3.5.16 定まらない個人的な生き方

 youtubeなんかで自己啓発関係のチャンネルを流し見していると、初めのうちは自分の生活に取り入れてみようとか実践できそうなものはメモしておこうとか思うのだけれど、だんだんとそのチャンネル数の多さ、終わりのない研究成果の披露、切り取られる尺の短さとその全ての内容が似たり寄ったりしているせいで段々と情報を仕入れることが億劫に、厄介になっていく。元々情報過多の世代に生きているという実感は少ない方だったけれど、これにはさすがに癖癖としないではいられなかった。だって昨日見た自己啓発の内容が今日には別のチャンネルで否定されているんだもの。何を信じればいいのかわからない……なんてことはずいぶん前から言われていることなんだろうけど。
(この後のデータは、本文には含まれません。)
use chrono::NaiveDate;
use serde::Serialize;
use std::fmt;

use crate::domain::PricePoint;
use crate::utils::maths_utils::{get_max, get_min};
use crate::utils::time_utils::format_date;

/// Headline statistics of a price series.
#[derive(Serialize, Debug, Clone, PartialEq)]
pub struct SeriesSummary {
    pub points: usize,
    pub first_time: NaiveDate,
    pub last_time: NaiveDate,
    /// Lowest `low` anywhere in the series
    pub all_time_low: f64,
    /// Highest `high` anywhere in the series
    pub all_time_high: f64,
    pub first_close: f64,
    pub last_close: f64,
    pub total_return_pct: f64,
}

impl SeriesSummary {
    pub fn from_series(series: &[PricePoint]) -> Option<Self> {
        let first = series.first()?;
        let last = series.last()?;

        let lows: Vec<f64> = series.iter().map(|p| p.low).collect();
        let highs: Vec<f64> = series.iter().map(|p| p.high).collect();

        Some(Self {
            points: series.len(),
            first_time: first.time,
            last_time: last.time,
            all_time_low: get_min(&lows),
            all_time_high: get_max(&highs),
            first_close: first.close,
            last_close: last.close,
            total_return_pct: (last.close / first.close - 1.0) * 100.0,
        })
    }
}

impl fmt::Display for SeriesSummary {
    fn fmt(&self, f: &mut fmt::Formatter) -> fmt::Result {
        writeln!(f, "Data Points: {}", self.points)?;
        writeln!(
            f,
            "Date Range: {} to {}",
            format_date(self.first_time),
            format_date(self.last_time)
        )?;
        writeln!(f, "All-time Low:   {:.2}", self.all_time_low)?;
        writeln!(f, "All-time High:  {:.2}", self.all_time_high)?;
        writeln!(f, "Starting Price: {:.2}", self.first_close)?;
        writeln!(f, "Ending Price:   {:.2}", self.last_close)?;
        write!(f, "Total Return:   {:.1}%", self.total_return_pct)
    }
}
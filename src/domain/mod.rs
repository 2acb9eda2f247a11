// Domain types and value objects
pub mod price_point;
pub mod swing_low;

// Re-export commonly used types
pub use price_point::PricePoint;
pub use swing_low::SwingLow;
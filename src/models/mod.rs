// Output models produced by the fitting core
// These modules contain plain data, independent of any rendering

pub mod curve;
pub mod summary;

// Re-export key types for convenience
pub use curve::{CurvePoint, FitParams, FitResult};
pub use summary::SeriesSummary;
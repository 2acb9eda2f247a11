//! Debugging feature flags.
//!
//! Toggle individual diagnostics here; keep them `false` by default so release
//! builds remain quiet. Each flag is further gated by `cfg(debug_assertions)`.

pub struct DebugFlags {
    /// Emit every detected swing low and the selected support points.
    pub print_swing_lows: bool,
    /// Emit fitted parameters and r2 after each strategy run.
    pub print_fit_params: bool,
    /// Emit details while loading and validating series files.
    pub print_series_load: bool,
}

pub const DEBUG_FLAGS: DebugFlags = DebugFlags {
    print_swing_lows: false,
    print_fit_params: false,
    print_series_load: false,
};
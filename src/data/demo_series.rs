//! Reproducible synthetic weekly gold (XAU/USD) series for demos and manual testing.
//!
//! The path follows a table of historical milestones with smoothstep easing
//! between them; weekly OHLC noise comes from a seeded RNG.

use chrono::{Days, NaiveDate};
use rand::rngs::StdRng;
use rand::{Rng, SeedableRng};

use crate::domain::PricePoint;
use crate::utils::TimeUtils;
use crate::utils::time_utils::days_between;

/// (year, month, day, approximate price)
const MILESTONES: &[(i32, u32, u32, f64)] = &[
    (1971, 1, 4, 35.0),
    (1974, 12, 30, 195.0),
    (1980, 1, 21, 850.0), // Peak
    (1982, 6, 21, 300.0),
    (1985, 2, 25, 285.0),
    (1999, 8, 23, 252.0), // Bottom
    (2001, 4, 2, 255.0),
    (2005, 12, 12, 510.0),
    (2008, 3, 17, 1000.0),
    (2008, 10, 27, 720.0),
    (2011, 9, 5, 1895.0), // Peak
    (2013, 4, 15, 1360.0),
    (2015, 12, 17, 1050.0),
    (2016, 7, 6, 1360.0),
    (2019, 9, 4, 1550.0),
    (2020, 8, 6, 2067.0),
    (2021, 3, 8, 1680.0),
    (2022, 3, 8, 2050.0),
    (2022, 9, 28, 1620.0),
    (2023, 12, 4, 2050.0),
    (2024, 4, 12, 2350.0),
    (2025, 1, 6, 2650.0),
    (2025, 11, 28, 2700.0),
];

/// Annual drift applied past the last milestone
const DRIFT_PER_YEAR: f64 = 0.02;

/// Weekly volatility is drawn uniformly from this range
const MIN_WEEKLY_VOL: f64 = 0.01;
const MAX_WEEKLY_VOL: f64 = 0.03;

pub struct DemoSeriesConfig {
    pub start: NaiveDate,
    pub end: NaiveDate,
    pub seed: u64,
}

impl DemoSeriesConfig {
    /// Full 1971-01-04 to 2025-11-28 range.
    pub fn full_history(seed: u64) -> Self {
        let (first, last) = (MILESTONES[0], MILESTONES[MILESTONES.len() - 1]);
        Self {
            start: milestone_date(first),
            end: milestone_date(last),
            seed,
        }
    }
}

fn milestone_date((year, month, day, _): (i32, u32, u32, f64)) -> NaiveDate {
    // Table entries are literal calendar dates
    NaiveDate::from_ymd_opt(year, month, day).unwrap_or(NaiveDate::MIN)
}

fn smooth_step(x: f64) -> f64 {
    let x = x.clamp(0.0, 1.0);
    x * x * (3.0 - 2.0 * x)
}

/// Eased price along the milestone path on `date`.
pub fn interpolate_price(date: NaiveDate) -> f64 {
    for pair in MILESTONES.windows(2) {
        let (d1, p1) = (milestone_date(pair[0]), pair[0].3);
        let (d2, p2) = (milestone_date(pair[1]), pair[1].3);
        if d1 <= date && date <= d2 {
            let total = days_between(d1, d2);
            if total == 0.0 {
                return p1;
            }
            let factor = days_between(d1, date) / total;
            return p1 + (p2 - p1) * smooth_step(factor);
        }
    }

    let first = MILESTONES[0];
    let last = MILESTONES[MILESTONES.len() - 1];
    if date < milestone_date(first) {
        return first.3;
    }
    let days_beyond = days_between(milestone_date(last), date);
    last.3 * (1.0 + days_beyond / TimeUtils::DAYS_IN_Y * DRIFT_PER_YEAR)
}

fn round_cents(price: f64) -> f64 {
    (price * 100.0).round() / 100.0
}

/// One point per week from `config.start` up to and including `config.end`.
pub fn generate_demo_series(config: &DemoSeriesConfig) -> Vec<PricePoint> {
    let mut rng = StdRng::seed_from_u64(config.seed);
    let mut series = Vec::new();
    let mut date = config.start;

    while date <= config.end {
        let price = interpolate_price(date);
        let vol = rng.gen_range(MIN_WEEKLY_VOL..MAX_WEEKLY_VOL);

        let open = price * (1.0 + rng.gen_range(-vol / 2.0..vol / 2.0));
        let high = price * (1.0 + rng.gen_range(0.0..vol * 1.5));
        let low = price * (1.0 - rng.gen_range(0.0..vol * 1.5));
        let close = price * (1.0 + rng.gen_range(-vol / 2.0..vol / 2.0));

        let high = high.max(open).max(close);
        let low = low.min(open).min(close);

        series.push(PricePoint::new(
            date,
            round_cents(open),
            round_cents(high),
            round_cents(low),
            round_cents(close),
        ));

        match date.checked_add_days(Days::new(TimeUtils::DAYS_IN_W as u64)) {
            Some(next) => date = next,
            None => break,
        }
    }
    series
}
// Swing-low detection and support-point selection
pub mod support_points;
pub mod swing_lows;

// Re-export commonly used functions
pub use support_points::select_lowest;
pub use swing_lows::detect_swing_lows;
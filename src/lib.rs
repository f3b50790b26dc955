//! Procedural sprite colorization driven by color-coded template images
//!
//! A template marks each pixel with one of six marker colors describing its
//! structural role. Generation classifies those markers, settles ambiguous
//! markers with a seeded random stream, closes gaps in the outline, then
//! colorizes every pixel from a single base color and optionally mirrors
//! the result.

#![forbid(unsafe_code)]

/// Base and output color types
pub mod color;
/// Template loading, error handling, configuration and the command-line front end
pub mod io;
/// Channel arithmetic policies used by colorization
pub mod math;
/// The generation stages and their orchestration
pub mod pipeline;
/// Grid storage and the traversal order shared by all stages
pub mod spatial;

pub use color::rgba::{BaseColor, FinalColor};
pub use io::error::{GenerationError, Result};
pub use pipeline::executor::{Generation, generate, generate_from_source, generate_with_rng};
pub use pipeline::settings::Settings;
 足りないものばかりが目について、常に心に穴が空いているような、何かを求めても手にした時点でもう興味がなくなっている。例えば家具なんかにしてもそう。テーブルが足りない、掃除機が欲しい、食洗機の置くスペースを確保したい……でも、本当はなくたって構わないのだ。例えば音楽。僕はよくジャケ買いをする。僕は本当にCDをよく買うようになった。でも、学生の頃にTUTAYAで借りてミュージック・プレイヤーにインポートしたアルバムをそれこそ耳にたこができるくらいまで聞き込んだ……というようなことはなくなっている。むしろ僕の中の音楽に対する価値観が安くなっているみたいだ。真に心を動かされるような感動が、今となっては思い出す感覚でしかなくなっている。


 何かを変えようとファッション的に思って、ふらりふらりと実践らしきことをしているようなしていないような毎日。本当は何かを変えようとなんて思っていないのかもしれない。※「なんとなくの寂しさが夜に向かっている」。問題なく夜を寝てやり過ごせるように、何かの成果を求めている。

 

 ※Homecomings「Heart」から。 youtubeで聞いたときから心の中に住まうようになった。そんな感覚も、いまになってわかるようになってきたんだ。